19/03/2025
Impressionante‼️
Gran Sasso d’Italia, 67 chilometri, 7200 metri di dislivello positivo in autonomia tra creste e pareti, con ramponi e sci per concludere il primo concatenamento e la prima traversata integrale di tutte le vette principali di questo massiccio, da solo e in inverno. Ma questi… sono solo dettagli. In verità tutto è iniziato due anni prima, quando, scalando da solo lo spigolo sud sud-est del Gran Sasso il mio sguardo e il mio cuore si riempivano di bellezza. È in quel momento che è nato il desiderio di pensare a una “sfida” sportiva che mi portasse ad abbracciare queste montagne. La scelta dell’inverno, e della solitudine invece fanno parte del mio DNA. Se desidero un’avventura devo mettermi nelle condizioni ideali perché questo accada. L’anno passato, ad esempio, non c’era neve e se avessi provato, le cose sarebbero state più facili, ma avrei potuto parlare di ascensione invernale? Il calendario oggi non fa più la differenza… La nostra etica e i nostri ideali si.
Nel mio modo di vivere la montagna esiste anche un’altra regola, il “togliere per avere”. Di fatto, sino alla sera prima, non mi ero informato e non conoscevo quasi nulla di cosa sarei andato a fare, ma avevo un’idea e un sogno e questo mi bastava. Il mio alpinismo prima di tutto deve emozionarmi e regalarmi la possibilità di vivere nuove esperienze, e quest’ultima, avrà per sempre un posto speciale. E a proposito di cose speciali, o meglio di persone speciali… Gli incontri avuti negli anni durante le mie conferenze sulla dorsale appenninica e nei mesi scorsi a L’Aquila con Luca Cococcetta, il Lupo, Luca e Roberto Parisse, Igor Antonelli e le molte persone incontrate in Abruzzo meritano la mia più sincera gratitudine. Senza di loro non avrei ritrovato l’autenticità di chi ama la montagna al di là dei nomi e dei confini.
Gran Sasso d’Italia: 67 kilometers, 7,200 meters of elevation gain, moving autonomously across ridges and faces, using crampons and skis to complete the first enchainment and the first full traverse of all the main peaks of this massif—alone and in winter. But these… are just details.

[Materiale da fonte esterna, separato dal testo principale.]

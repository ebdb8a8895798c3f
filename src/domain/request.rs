//! Request validation
//!
//! Turns untyped JSON payloads into typed requests before any external process runs.

use regex::Regex;
use serde_json::Value;
use std::sync::OnceLock;
use thiserror::Error;

use super::deploy::ContractKind;

/// Default decimals for token contracts
pub const DEFAULT_DECIMALS: u8 = 18;

/// Default instructions for `/build-contract` when none are supplied
pub const DEFAULT_INSTRUCTIONS: &str =
    "Create a minimal counter-like contract with increment/decrement and a getter.";

pub const MIN_INSTRUCTIONS_LEN: usize = 10;
pub const MAX_INSTRUCTIONS_LEN: usize = 2000;

/// Client input rejected before the pipeline starts
#[derive(Debug, Clone, Error, PartialEq, Eq)]
#[error("{message}")]
pub struct ValidationError {
    /// Offending field, if the failure is tied to one
    pub field: Option<String>,
    pub message: String,
}

impl ValidationError {
    pub fn field(field: &str, message: impl Into<String>) -> Self {
        Self {
            field: Some(field.to_string()),
            message: message.into(),
        }
    }

    pub fn body(message: impl Into<String>) -> Self {
        Self {
            field: None,
            message: message.into(),
        }
    }
}

#[derive(Clone, Debug, PartialEq)]
pub struct TokenParams {
    pub name: String,
    pub symbol: String,
    pub max_token: u128,
    pub decimals: u8,
}

#[derive(Clone, Debug, PartialEq)]
pub struct NftParams {
    pub name: String,
    pub symbol: String,
    pub base_uri: String,
}

#[derive(Clone, Debug, PartialEq)]
pub struct SourceParams {
    pub code: String,
    pub contract_name: String,
}

/// A validated deployment request
#[derive(Clone, Debug, PartialEq)]
pub enum DeployRequest {
    Token(TokenParams),
    RawSource(SourceParams),
    NftCollection(NftParams),
    /// Bundled contract deployed when source generation is unavailable
    Fallback,
}

impl DeployRequest {
    pub fn kind(&self) -> ContractKind {
        match self {
            DeployRequest::Token(_) => ContractKind::Token,
            DeployRequest::RawSource(_) => ContractKind::RawSource,
            DeployRequest::NftCollection(_) => ContractKind::NftCollection,
            DeployRequest::Fallback => ContractKind::Fallback,
        }
    }
}

#[derive(Clone, Debug, PartialEq)]
pub struct MintParams {
    pub contract_address: String,
    pub recipient: String,
    pub uri: String,
}

#[derive(Clone, Debug, PartialEq)]
pub struct BuildParams {
    pub instructions: String,
    pub contract_name: Option<String>,
}

/// Validate a `/create-token` payload
pub fn parse_token_request(payload: &Value) -> Result<DeployRequest, ValidationError> {
    let object = as_object(payload)?;

    let name = literal_field("name", &required_string(object, "name")?)?;
    let symbol = literal_field("symbol", &required_string(object, "symbol")?)?;

    let max_token = object
        .get("max_token")
        .and_then(positive_integer)
        .ok_or_else(|| {
            ValidationError::field("max_token", "'max_token' must be a positive integer")
        })?;

    let decimals = match object.get("decimals") {
        None | Some(Value::Null) => DEFAULT_DECIMALS,
        Some(value) => small_integer(value).ok_or_else(|| {
            ValidationError::field("decimals", "'decimals' must be an integer between 0 and 255")
        })?,
    };

    Ok(DeployRequest::Token(TokenParams {
        name,
        symbol,
        max_token,
        decimals,
    }))
}

/// Validate a `/deploy-nft` payload
pub fn parse_nft_request(payload: &Value) -> Result<DeployRequest, ValidationError> {
    let object = as_object(payload)?;

    let name = required_string(object, "name")?;
    let symbol = required_string(object, "symbol")?;
    let base_uri = required_string(object, "base_uri")?;

    Ok(DeployRequest::NftCollection(NftParams {
        name: literal_field("name", &name)?,
        symbol: literal_field("symbol", &symbol)?,
        base_uri: literal_field("base_uri", &base_uri)?,
    }))
}

/// Validate raw contract source for `/deploy-contract`
///
/// The contract name falls back to the first `#[starknet::contract]` module in the source.
pub fn parse_source_request(
    code: &str,
    contract_name: Option<&str>,
) -> Result<DeployRequest, ValidationError> {
    if code.trim().is_empty() {
        return Err(ValidationError::field("code", "'code' must be a non-empty string"));
    }

    let contract_name = match contract_name.map(str::trim).filter(|n| !n.is_empty()) {
        Some(name) if is_identifier(name) => name.to_string(),
        Some(_) => {
            return Err(ValidationError::field(
                "contract_name",
                "'contract_name' must be a Cairo identifier",
            ))
        }
        None => detect_contract_name(code).ok_or_else(|| {
            ValidationError::field(
                "code",
                "could not find a #[starknet::contract] module in the source",
            )
        })?,
    };

    Ok(DeployRequest::RawSource(SourceParams {
        code: code.to_string(),
        contract_name,
    }))
}

/// Validate a `/mint-nft` payload
pub fn parse_mint_request(payload: &Value) -> Result<MintParams, ValidationError> {
    let object = as_object(payload)?;

    let contract_address = required_string(object, "contract_address")?;
    let recipient = required_string(object, "recipient")?;
    let uri = required_string(object, "uri")?;

    for (field, value) in [("contract_address", &contract_address), ("recipient", &recipient)] {
        if !is_hex_address(value) {
            return Err(ValidationError::field(
                field,
                format!("'{}' must be a 0x-prefixed hex address", field),
            ));
        }
    }

    Ok(MintParams {
        contract_address,
        recipient,
        uri,
    })
}

/// Validate a `/build-contract` payload; an absent body means default instructions
pub fn parse_build_request(payload: Option<&Value>) -> Result<BuildParams, ValidationError> {
    let Some(payload) = payload else {
        return Ok(BuildParams {
            instructions: DEFAULT_INSTRUCTIONS.to_string(),
            contract_name: None,
        });
    };
    let object = as_object(payload)?;

    let instructions = match object.get("instructions") {
        None | Some(Value::Null) => DEFAULT_INSTRUCTIONS.to_string(),
        Some(Value::String(text)) => {
            let trimmed = text.trim();
            let len = trimmed.chars().count();
            if len < MIN_INSTRUCTIONS_LEN {
                return Err(ValidationError::field(
                    "instructions",
                    format!(
                        "Contract instructions must be at least {} characters long",
                        MIN_INSTRUCTIONS_LEN
                    ),
                ));
            }
            if len > MAX_INSTRUCTIONS_LEN {
                return Err(ValidationError::field(
                    "instructions",
                    format!(
                        "Contract instructions must be less than {} characters",
                        MAX_INSTRUCTIONS_LEN
                    ),
                ));
            }
            trimmed.to_string()
        }
        Some(_) => {
            return Err(ValidationError::field(
                "instructions",
                "'instructions' must be a string",
            ))
        }
    };

    let contract_name = match object.get("contract_name").or_else(|| object.get("contractName")) {
        None | Some(Value::Null) => None,
        Some(Value::String(name)) if is_identifier(name) => Some(name.clone()),
        Some(_) => {
            return Err(ValidationError::field(
                "contract_name",
                "'contract_name' must be a Cairo identifier",
            ))
        }
    };

    Ok(BuildParams {
        instructions,
        contract_name,
    })
}

/// Find the first `#[starknet::contract]` module name in Cairo source
pub fn detect_contract_name(code: &str) -> Option<String> {
    static PATTERN: OnceLock<Regex> = OnceLock::new();
    let pattern = PATTERN.get_or_init(|| {
        Regex::new(r"#\[starknet::contract\]\s*(?:pub\s+)?mod\s+([A-Za-z_][A-Za-z0-9_]*)")
            .expect("static regex")
    });
    pattern
        .captures(code)
        .and_then(|caps| caps.get(1))
        .map(|m| m.as_str().to_string())
}

/// `0x` followed by 1..=64 hex digits
pub fn is_hex_address(value: &str) -> bool {
    match value.strip_prefix("0x").or_else(|| value.strip_prefix("0X")) {
        Some(digits) => {
            !digits.is_empty()
                && digits.len() <= 64
                && digits.chars().all(|c| c.is_ascii_hexdigit())
        }
        None => false,
    }
}

fn is_identifier(value: &str) -> bool {
    let mut chars = value.chars();
    matches!(chars.next(), Some(c) if c.is_ascii_alphabetic() || c == '_')
        && chars.all(|c| c.is_ascii_alphanumeric() || c == '_')
}

fn as_object(payload: &Value) -> Result<&serde_json::Map<String, Value>, ValidationError> {
    payload
        .as_object()
        .ok_or_else(|| ValidationError::body("Expected a JSON object body"))
}

fn required_string(
    object: &serde_json::Map<String, Value>,
    field: &str,
) -> Result<String, ValidationError> {
    match object.get(field) {
        Some(Value::String(value)) if !value.trim().is_empty() => Ok(value.clone()),
        _ => Err(ValidationError::field(
            field,
            format!("'{}' must be a non-empty string", field),
        )),
    }
}

/// Values spliced into Cairo string literals must not be able to close the literal
fn literal_field(field: &str, value: &str) -> Result<String, ValidationError> {
    if value.trim().is_empty() {
        return Err(ValidationError::field(
            field,
            format!("'{}' must be a non-empty string", field),
        ));
    }
    if value.chars().any(|c| c == '"' || c == '\\' || c.is_control()) {
        return Err(ValidationError::field(
            field,
            format!("'{}' must not contain quotes, backslashes or control characters", field),
        ));
    }
    Ok(value.to_string())
}

fn positive_integer(value: &Value) -> Option<u128> {
    let parsed = match value {
        Value::Number(n) => n.as_u64().map(u128::from),
        Value::String(s) => s.trim().parse::<u128>().ok(),
        _ => None,
    }?;
    (parsed > 0).then_some(parsed)
}

fn small_integer(value: &Value) -> Option<u8> {
    match value {
        Value::Number(n) => n.as_u64().and_then(|v| u8::try_from(v).ok()),
        Value::String(s) => s.trim().parse::<u8>().ok(),
        _ => None,
    }
}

In truth, everything began two years earlier, when, climbing solo on the south-southeast edge of Gran Sasso, my eyes and heart were filled with beauty. It was in that moment that the desire was born—to conceive a sporting “challenge” that would allow me to embrace these mountains. The choice of winter and solitude, however, is part of my DNA. If I seek an adventure, I must create the right conditions for it to happen.
Last year, for example, there was no snow, and if I had attempted it, things would have been easier—but could I have truly called it a winter ascent? The calendar no longer makes the difference… Our ethics and ideals do.

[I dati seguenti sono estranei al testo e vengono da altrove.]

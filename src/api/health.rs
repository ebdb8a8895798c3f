//! 健康检查 API

use axum::{extract::State, response::IntoResponse, routing::get, Json, Router};
use serde::Serialize;
use std::sync::Arc;

use crate::config::env::constants::VERSION;
use crate::state::AppState;

/// 健康检查响应
#[derive(Debug, Serialize)]
struct HealthResponse {
    status: &'static str,
    service: &'static str,
    version: &'static str,
    timestamp: String,
    uptime_secs: i64,
    network: String,
    rpc_configured: bool,
    generation_enabled: bool,
    minting_enabled: bool,
}

/// 创建健康检查路由
pub fn router() -> Router<Arc<AppState>> {
    Router::new().route("/health", get(health_check))
}

/// 健康检查 - 返回状态、版本和已启用的功能
///
/// GET /health
async fn health_check(State(state): State<Arc<AppState>>) -> impl IntoResponse {
    let now = chrono::Utc::now();
    Json(HealthResponse {
        status: "ok",
        service: "stark-deploy-agent",
        version: VERSION,
        timestamp: now.to_rfc3339(),
        uptime_secs: (now - state.started_at).num_seconds(),
        network: state.config.network.network.clone(),
        rpc_configured: state.rpc.is_some(),
        generation_enabled: state.generator.is_some(),
        minting_enabled: state.minter.is_some(),
    })
}

#[cfg(test)]
mod tests {
    use super::super::test_support::*;
    use axum::http::StatusCode;
    use std::sync::Arc;

    use crate::infra::command::mock::ScriptedRunner;

    #[tokio::test]
    async fn test_health() {
        let contracts = contracts_dir();
        let state = state(Arc::new(ScriptedRunner::new()), contracts.path(), None, None);

        let (status, body) = send(state, get("/health")).await;
        assert_eq!(status, StatusCode::OK);
        assert_eq!(body["status"], "ok");
        assert_eq!(body["network"], "sepolia");
        assert_eq!(body["generation_enabled"], false);
        assert_eq!(body["minting_enabled"], false);
    }
}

In my approach to mountaineering, there is another rule: “subtract to gain.” In fact, up until the night before, I had done no research and knew almost nothing about what I was about to undertake. But I had an idea, and I had a dream—and that was enough. My alpinism, above all, must move me, must give me the chance to live new experiences. And this one will forever hold a special place.

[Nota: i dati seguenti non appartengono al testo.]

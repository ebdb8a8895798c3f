//! 统一错误处理
//!
//! 提供 `ApiError` 枚举实现 `IntoResponse`，流水线错误附带外部工具的 stdout/stderr

use axum::{
    http::StatusCode,
    response::{IntoResponse, Response},
    Json,
};
use serde::Serialize;

use crate::domain::ValidationError;
use crate::services::PipelineError;

/// API 错误响应结构
#[derive(Debug, Default, Serialize)]
pub struct ErrorResponse {
    pub error: String,
    #[serde(skip_serializing_if = "Option::is_none")]
    pub message: Option<String>,
    #[serde(skip_serializing_if = "Option::is_none")]
    pub field: Option<String>,
    #[serde(skip_serializing_if = "Option::is_none")]
    pub stdout: Option<String>,
    #[serde(skip_serializing_if = "Option::is_none")]
    pub stderr: Option<String>,
}

impl ErrorResponse {
    pub fn new(error: impl Into<String>) -> Self {
        Self {
            error: error.into(),
            ..Self::default()
        }
    }

    pub fn with_message(mut self, message: impl Into<String>) -> Self {
        self.message = Some(message.into());
        self
    }
}

/// 统一 API 错误类型
#[derive(Debug)]
pub enum ApiError {
    /// 400 - 请求无效
    BadRequest(ValidationError),
    /// 400/500 - 流水线错误，状态码由错误类型决定
    Pipeline(PipelineError),
    /// 500 - 内部错误
    Internal(String),
}

impl ApiError {
    /// 创建内部错误
    pub fn internal(message: impl Into<String>) -> Self {
        Self::Internal(message.into())
    }

    pub fn status(&self) -> StatusCode {
        match self {
            ApiError::BadRequest(_) => StatusCode::BAD_REQUEST,
            ApiError::Pipeline(e) if e.is_client_error() => StatusCode::BAD_REQUEST,
            ApiError::Pipeline(_) | ApiError::Internal(_) => StatusCode::INTERNAL_SERVER_ERROR,
        }
    }
}

impl From<ValidationError> for ApiError {
    fn from(err: ValidationError) -> Self {
        ApiError::BadRequest(err)
    }
}

impl From<PipelineError> for ApiError {
    fn from(err: PipelineError) -> Self {
        match err {
            PipelineError::Validation(e) => ApiError::BadRequest(e),
            other => ApiError::Pipeline(other),
        }
    }
}

impl IntoResponse for ApiError {
    fn into_response(self) -> Response {
        let status = self.status();
        let body = match self {
            ApiError::BadRequest(e) => ErrorResponse {
                field: e.field,
                ..ErrorResponse::new(e.message)
            },
            ApiError::Pipeline(e) => {
                let output = e.output();
                ErrorResponse {
                    error: e.to_string(),
                    message: e.detail(),
                    field: None,
                    stdout: output.map(|o| o.stdout.clone()),
                    stderr: output.map(|o| o.stderr.clone()),
                }
            }
            ApiError::Internal(msg) => ErrorResponse::new("internal error").with_message(msg),
        };

        (status, Json(body)).into_response()
    }
}

impl std::fmt::Display for ApiError {
    fn fmt(&self, f: &mut std::fmt::Formatter<'_>) -> std::fmt::Result {
        match self {
            ApiError::BadRequest(e) => write!(f, "Bad request: {}", e),
            ApiError::Pipeline(e) => write!(f, "Pipeline error: {}", e),
            ApiError::Internal(m) => write!(f, "Internal error: {}", m),
        }
    }
}

impl std::error::Error for ApiError {}

/// 便捷类型别名
pub type ApiResult<T> = Result<T, ApiError>;
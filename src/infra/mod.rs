//! 基础设施模块
//!
//! 封装外部依赖（命令执行、Starknet RPC、文本生成 HTTP client）

pub mod command;
pub mod llm;
pub mod starknet_rpc;

pub use command::{CommandError, CommandRunner, Invocation, ProcessRunner};
pub use llm::{ChatCompletionClient, LlmError};
pub use starknet_rpc::{RpcError, StarknetRpcClient, TransactionStatus};
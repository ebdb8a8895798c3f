//! 合约项目布局
//!
//! 每种合约类型对应 CONTRACTS_DIR 下的一个 Scarb 项目模板

use std::path::{Path, PathBuf};

use crate::domain::ContractKind;

/// 合约项目模板
#[derive(Clone, Copy, Debug, PartialEq, Eq)]
pub struct ContractProject {
    /// 模板目录名（相对于 CONTRACTS_DIR）
    pub dir_name: &'static str,
    /// 源码文件（相对于项目目录）
    pub source_path: &'static str,
    /// sncast declare --contract-name，None 表示由请求决定
    pub contract_name: Option<&'static str>,
}

impl ContractProject {
    /// 获取合约类型对应的项目模板
    pub fn for_kind(kind: ContractKind) -> Self {
        match kind {
            ContractKind::Token => Self {
                dir_name: "token-contract",
                source_path: "src/lib.cairo",
                contract_name: Some("MyToken"),
            },
            ContractKind::NftCollection => Self {
                dir_name: "nft-contract",
                source_path: "src/lib.cairo",
                contract_name: Some("MyNFT"),
            },
            ContractKind::RawSource => Self {
                dir_name: "custom-contract",
                source_path: "src/lib.cairo",
                contract_name: None,
            },
            ContractKind::Fallback => Self {
                dir_name: "counter-contract",
                source_path: "src/lib.cairo",
                contract_name: Some("Counter"),
            },
        }
    }

    /// 模板目录的完整路径
    pub fn template_dir(&self, contracts_dir: &Path) -> PathBuf {
        contracts_dir.join(self.dir_name)
    }
}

And speaking of special things—or rather, special people… The encounters I’ve had over the years during my talks on the Apennine ridge, and in recent months in L’Aquila with Luca Coccetta, il Lupo, Luca and Roberto Parisse, Igor Antonelli, and the many people I’ve met in Abruzzo, deserve my deepest gratitude. Without them, I would not have rediscovered the authenticity of those who love the mountains beyond names and borders.